What particularly distinguishes Canada in all this is that CIHI and Canada Health Infoway can act very quickly and decisively, and with clarity, in ways that are simply not available to their semi-equivalent agencies in the U.S. And that speaks to the centralization of effort and focus in Canada more broadly in both healthcare policy and non-healthcare policy areas, in comparison to the U.S.

Meanwhile, numerous fascinating and stimulating other sessions took place at the Strategy Institute conference as well, and included both Canadians and Americans. Liam Whitty, the CIO of Health PEI, the provincial healthcare authority of Prince Edward Island, offered very practical insights on the topic, “Recruit the Right Team in a Rapidly Evolving Data Analytics and Healthcare Environment”; Sarah Hutchison, CIO of the Ontario Medical Association, spoke on the topic, “Take Advantage of Electronic Medical Records to Improve Quality of Care and Patient Safety”; Bill Bria, M.D., chairman of the board of AMDIS (the Association of Medical Directors of Information Systems), the U.S. national CMIO group, spoke eloquently on the topic, “Redesign Current Practices and Workflow to Optimize Efficiency and Improve Outcomes,” advocating strongly for clinical workflow redesign efforts; and Laura Madsen, enterprise BI & analytics program manager at Children’s Hospitals & Clinics of Minnesota, gave a stimulating presentation titled “Build Staff Buy-in and Develop a Data Analytics Framework that Improves Healthcare Quality.”

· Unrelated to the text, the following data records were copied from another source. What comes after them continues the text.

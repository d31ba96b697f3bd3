use std::time::Duration;
use thiserror::Error;
use uuid::Uuid;

/// The error a feature callback reports back to the engine.
#[derive(Debug, Clone, Error, PartialEq, Eq)]
#[error("{0}")]
pub struct FeatureError(pub String);

impl FeatureError {
    pub fn new(message: impl Into<String>) -> Self {
        FeatureError(message.into())
    }
}

impl From<String> for FeatureError {
    fn from(message: String) -> Self {
        FeatureError(message)
    }
}

impl From<&str> for FeatureError {
    fn from(message: &str) -> Self {
        FeatureError(message.to_string())
    }
}

/// The lifecycle callback that was running when a feature failed.
#[derive(Debug, Clone, Copy, PartialEq, Eq, Hash)]
pub enum CallbackPhase {
    Init,
    PreMain,
    Main,
    Response,
    End,
    Cleanup,
}

impl std::fmt::Display for CallbackPhase {
    fn fmt(&self, f: &mut std::fmt::Formatter<'_>) -> std::fmt::Result {
        let name = match self {
            CallbackPhase::Init => "init",
            CallbackPhase::PreMain => "pre_main",
            CallbackPhase::Main => "main",
            CallbackPhase::Response => "response",
            CallbackPhase::End => "end",
            CallbackPhase::Cleanup => "cleanup",
        };
        f.write_str(name)
    }
}

/// A feature callback failed while the engine was driving a node.
#[derive(Debug, Clone, Error, PartialEq, Eq)]
#[error("node '{node}' failed in {phase}: {source}")]
pub struct CallbackError {
    pub node: String,
    pub phase: CallbackPhase,
    #[source]
    pub source: FeatureError,
}

impl CallbackError {
    pub fn new(node: impl Into<String>, phase: CallbackPhase, source: FeatureError) -> Self {
        Self {
            node: node.into(),
            phase,
            source,
        }
    }
}

/// A specification could not be parsed, validated or turned into trees.
#[derive(Debug, Error)]
pub enum SpecificationError {
    #[error("unknown feature type '{name}' at stage {stage}, step {step}")]
    UnknownFeature {
        name: String,
        stage: usize,
        step: usize,
    },

    #[error("cannot bind arguments for '{feature}': {reason}")]
    ArgumentMismatch { feature: String, reason: String },

    #[error("feature '{feature}' could not be instantiated: {source}")]
    Instantiation {
        feature: String,
        #[source]
        source: FeatureError,
    },

    #[error("specification contains no steps")]
    Empty,

    #[error("malformed specification text: {0}")]
    Parse(#[from] serde_json::Error),

    #[error("specification file error: {0}")]
    Io(#[from] std::io::Error),
}

/// Everything that can stop an acquisition run.
#[derive(Debug, Error)]
pub enum EngineError {
    #[error(transparent)]
    Specification(#[from] SpecificationError),

    #[error(transparent)]
    Callback(#[from] CallbackError),

    #[error("no response from node '{node}' within {waited:?}")]
    ResponseTimeout { node: String, waited: Duration },

    #[error("no acquisition run has been started")]
    NotStarted,

    #[error("acquisition run {0} is still in progress")]
    AlreadyRunning(Uuid),

    #[error("invalid controller configuration: {0}")]
    Config(#[from] serde_json::Error),

    #[error("execution context terminated abnormally: {0}")]
    Join(String),
}
//! The synchronous owner of one acquisition run.
//!
//! A [`Controller`] builds both trees from a specification, then leaves the
//! pacing to its caller: [`poll_signal`](Controller::poll_signal) from the
//! hardware loop, [`on_data_ready`](Controller::on_data_ready) whenever a
//! frame arrives. It also enforces the response timeout that the engine
//! itself does not know about.

use crate::core::builder::TreeBuilder;
use crate::core::config::{ControllerConfig, timeout_response};
use crate::core::container::{DataContainer, Progress, SignalContainer};
use crate::core::error::{CallbackError, EngineError};
use crate::core::frames::{FeatureContext, Frame, FrameQueue};
use crate::core::node::{DataNode, SignalNode};
use crate::core::registry::FeatureRegistry;
use crate::core::spec::FeatureSpec;
use crate::core::telemetry::Telemetry;
use std::sync::Arc;
use std::time::{Duration, Instant};
use uuid::Uuid;

/// Measures how long a node has been waiting on its response.
#[derive(Debug, Default)]
pub(crate) struct ResponseClock {
    since: Option<Instant>,
}

impl ResponseClock {
    /// Returns how long the wait lasted once it reaches `timeout`.
    ///
    /// The first observation of a wait only starts the clock, so a response
    /// always gets at least one poll.
    pub(crate) fn check(&mut self, waiting: bool, timeout: Duration) -> Option<Duration> {
        if !waiting {
            self.since = None;
            return None;
        }
        let Some(since) = self.since else {
            self.since = Some(Instant::now());
            return None;
        };
        let waited = since.elapsed();
        if waited < timeout {
            return None;
        }
        self.since = None;
        Some(waited)
    }

    pub(crate) fn reset(&mut self) {
        self.since = None;
    }
}

/// Steps the data side until it blocks or completes, at most `budget` times.
pub(crate) fn run_data(data: &mut DataContainer, budget: usize) -> Result<Progress, CallbackError> {
    let mut progress = Progress::Idle;
    for _ in 0..budget.max(1) {
        progress = data.step()?;
        if progress != Progress::Advanced {
            break;
        }
    }
    Ok(progress)
}

/// The data node whose outstanding response holds the data side up.
pub(crate) fn data_waiting_on(data: &DataContainer) -> Option<&str> {
    data.deferred()
        .or_else(|| data.current().filter(|node| node.awaiting_response()))
        .map(DataNode::name)
}

/// Ends the data side and resolves the response `node` never sent.
pub(crate) fn force_data_timeout(
    data: &mut DataContainer,
    node: &str,
    waited: Duration,
) -> Result<(), CallbackError> {
    log::warn!("data node '{}' got no response within {:?}", node, waited);
    data.abort()?;
    data.force_response(timeout_response(node))?;
    Ok(())
}

/// Containers and bookkeeping of the run in progress.
pub(crate) struct Run {
    pub(crate) id: Uuid,
    pub(crate) signal: SignalContainer,
    pub(crate) data: DataContainer,
    pub(crate) context: FeatureContext,
    signal_clock: ResponseClock,
    data_clock: ResponseClock,
    telemetry: Option<Arc<dyn Telemetry>>,
    closed: bool,
}

impl Run {
    pub(crate) fn prepare(
        registry: &FeatureRegistry,
        config: &ControllerConfig,
        telemetry: Option<Arc<dyn Telemetry>>,
        spec: &FeatureSpec,
    ) -> Result<Self, EngineError> {
        let context = FeatureContext::new(FrameQueue::with_capacity(config.frame_capacity));
        let (signal_tree, data_tree) = TreeBuilder::new(registry)
            .with_context(context.clone())
            .build(spec)?;

        let id = Uuid::new_v4();
        let mut signal = SignalContainer::new(signal_tree);
        let mut data = DataContainer::new(data_tree);
        if let Some(telemetry) = &telemetry {
            signal = signal.with_telemetry(telemetry.clone(), id);
            data = data.with_telemetry(telemetry.clone(), id);
        }
        log::info!(
            "acquisition run {} started: {} signal nodes, {} data nodes",
            id,
            signal.tree().len(),
            data.tree().len()
        );
        Ok(Self {
            id,
            signal,
            data,
            context,
            signal_clock: ResponseClock::default(),
            data_clock: ResponseClock::default(),
            telemetry,
            closed: false,
        })
    }

    pub(crate) fn is_finished(&self) -> bool {
        self.signal.is_finished() && self.data.is_finished()
    }

    /// One signal step, then the response timeout check.
    pub(crate) fn poll_signal(&mut self, timeout: Duration) -> Result<bool, EngineError> {
        let done = match self.signal.advance() {
            Ok(done) => done,
            Err(err) => {
                self.end_data();
                return Err(err.into());
            }
        };
        self.close_if_finished();
        if done {
            return Ok(true);
        }

        let awaiting = self.signal.current().filter(|node| node.awaiting_response());
        let Some(waited) = self.signal_clock.check(awaiting.is_some(), timeout) else {
            return Ok(false);
        };
        let name = awaiting.map(SignalNode::name).unwrap_or_default().to_string();
        log::warn!("signal node '{}' got no response within {:?}", name, waited);
        self.signal.force_response(timeout_response(&name));
        self.abort()?;
        Err(EngineError::ResponseTimeout { node: name, waited })
    }

    /// Runs the data side until it blocks, completes, or uses up `budget` steps.
    pub(crate) fn drive_data(&mut self, budget: usize, timeout: Duration) -> Result<bool, EngineError> {
        let progress = match run_data(&mut self.data, budget) {
            Ok(progress) => progress,
            Err(err) => {
                self.signal.abort();
                self.close_if_finished();
                return Err(err.into());
            }
        };
        self.close_if_finished();
        if progress == Progress::Completed {
            self.data_clock.reset();
            return Ok(true);
        }

        let name = data_waiting_on(&self.data).map(str::to_string);
        let Some(waited) = self.data_clock.check(name.is_some(), timeout) else {
            return Ok(false);
        };
        let name = name.unwrap_or_default();
        self.signal.abort();
        force_data_timeout(&mut self.data, &name, waited)?;
        self.close_if_finished();
        Err(EngineError::ResponseTimeout { node: name, waited })
    }

    /// Stops the signal side after its in-flight step and ends the data side.
    pub(crate) fn abort(&mut self) -> Result<(), EngineError> {
        log::info!("acquisition run {} aborting", self.id);
        self.signal.abort();
        self.data.abort()?;
        self.close_if_finished();
        Ok(())
    }

    fn end_data(&mut self) {
        if let Err(err) = self.data.abort() {
            log::error!("cleanup after signal failure also failed: {}", err);
        }
        self.close_if_finished();
    }

    fn close_if_finished(&mut self) {
        if self.closed || !self.is_finished() {
            return;
        }
        self.closed = true;
        if let Some(telemetry) = &self.telemetry {
            telemetry.flush();
        }
        log::info!("acquisition run {} finished", self.id);
    }
}

/// Drives one acquisition run at a time from the caller's threads.
pub struct Controller {
    registry: FeatureRegistry,
    config: ControllerConfig,
    telemetry: Option<Arc<dyn Telemetry>>,
    run: Option<Run>,
}

impl Controller {
    pub fn new(registry: FeatureRegistry) -> Self {
        Self {
            registry,
            config: ControllerConfig::default(),
            telemetry: None,
            run: None,
        }
    }

    pub fn with_config(mut self, config: ControllerConfig) -> Self {
        self.config = config;
        self
    }

    pub fn with_telemetry(mut self, telemetry: Arc<dyn Telemetry>) -> Self {
        self.telemetry = Some(telemetry);
        self
    }

    pub fn config(&self) -> &ControllerConfig {
        &self.config
    }

    pub fn registry(&self) -> &FeatureRegistry {
        &self.registry
    }

    /// Builds both trees for `spec` and makes them the current run.
    ///
    /// Fails without touching the current run if the specification does not
    /// build, or if the current run has not finished yet.
    pub fn start(&mut self, spec: &FeatureSpec) -> Result<Uuid, EngineError> {
        if let Some(run) = self.run.as_ref().filter(|run| !run.is_finished()) {
            return Err(EngineError::AlreadyRunning(run.id));
        }
        let run = Run::prepare(&self.registry, &self.config, self.telemetry.clone(), spec)?;
        let id = run.id;
        self.run = Some(run);
        Ok(id)
    }

    /// Advances the signal side by one step; `true` once, when it is done.
    ///
    /// A response outstanding longer than the configured timeout is forced
    /// to a failure value, the run is aborted and the timeout is returned.
    pub fn poll_signal(&mut self) -> Result<bool, EngineError> {
        let timeout = self.config.response_timeout();
        self.run_mut()?.poll_signal(timeout)
    }

    /// Queues `frame` for the data features and runs the data side as far
    /// as it can go. Returns `true` once, when the data side completes.
    pub fn on_data_ready(&mut self, frame: Frame) -> Result<bool, EngineError> {
        let run = self.run_mut()?;
        run.context.frames().push(frame);
        self.poll_data()
    }

    /// Runs the data side without a new frame, e.g. to drain pending
    /// responses after an abort.
    pub fn poll_data(&mut self) -> Result<bool, EngineError> {
        let budget = self.config.max_data_steps_per_frame;
        let timeout = self.config.response_timeout();
        self.run_mut()?.drive_data(budget, timeout)
    }

    /// Ends the current run early; see [`SignalContainer::abort`] and
    /// [`DataContainer::abort`].
    pub fn abort(&mut self) -> Result<(), EngineError> {
        self.run_mut()?.abort()
    }

    pub fn run_id(&self) -> Option<Uuid> {
        self.run.as_ref().map(|run| run.id)
    }

    /// Both sides are done and every data node has been cleaned up.
    pub fn is_finished(&self) -> bool {
        self.run.as_ref().is_some_and(Run::is_finished)
    }

    /// Context handed to the current run's features.
    pub fn context(&self) -> Option<&FeatureContext> {
        self.run.as_ref().map(|run| &run.context)
    }

    pub fn signal(&self) -> Option<&SignalContainer> {
        self.run.as_ref().map(|run| &run.signal)
    }

    pub fn data(&self) -> Option<&DataContainer> {
        self.run.as_ref().map(|run| &run.data)
    }

    /// The signal node under the cursor, if the run has one.
    pub fn current_signal(&self) -> Option<&SignalNode> {
        self.signal().and_then(SignalContainer::current)
    }

    fn run_mut(&mut self) -> Result<&mut Run, EngineError> {
        self.run.as_mut().ok_or(EngineError::NotStarted)
    }
}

Listening to and participating in the range of discussions at the conference, it was abundantly clear that Canadians and Americans have much to learn from one another in the broad range of areas around data analytics, business intelligence, and population health. Both national healthcare systems have their strengths and their weaknesses; and leaders in both countries have made advances that can help the efforts of their confreres in the other country. There are also a lot of common challenges and opportunities facing healthcare leaders in both countries—and really, in all the advanced industrialized nations—that offer great potential for sharing and even collaboration.

I look forward to participating in more transnational conferences going forward—and to the learnings that come out of these excellent occasions for sharing and insight—on both sides of the longest peaceful international border in the world.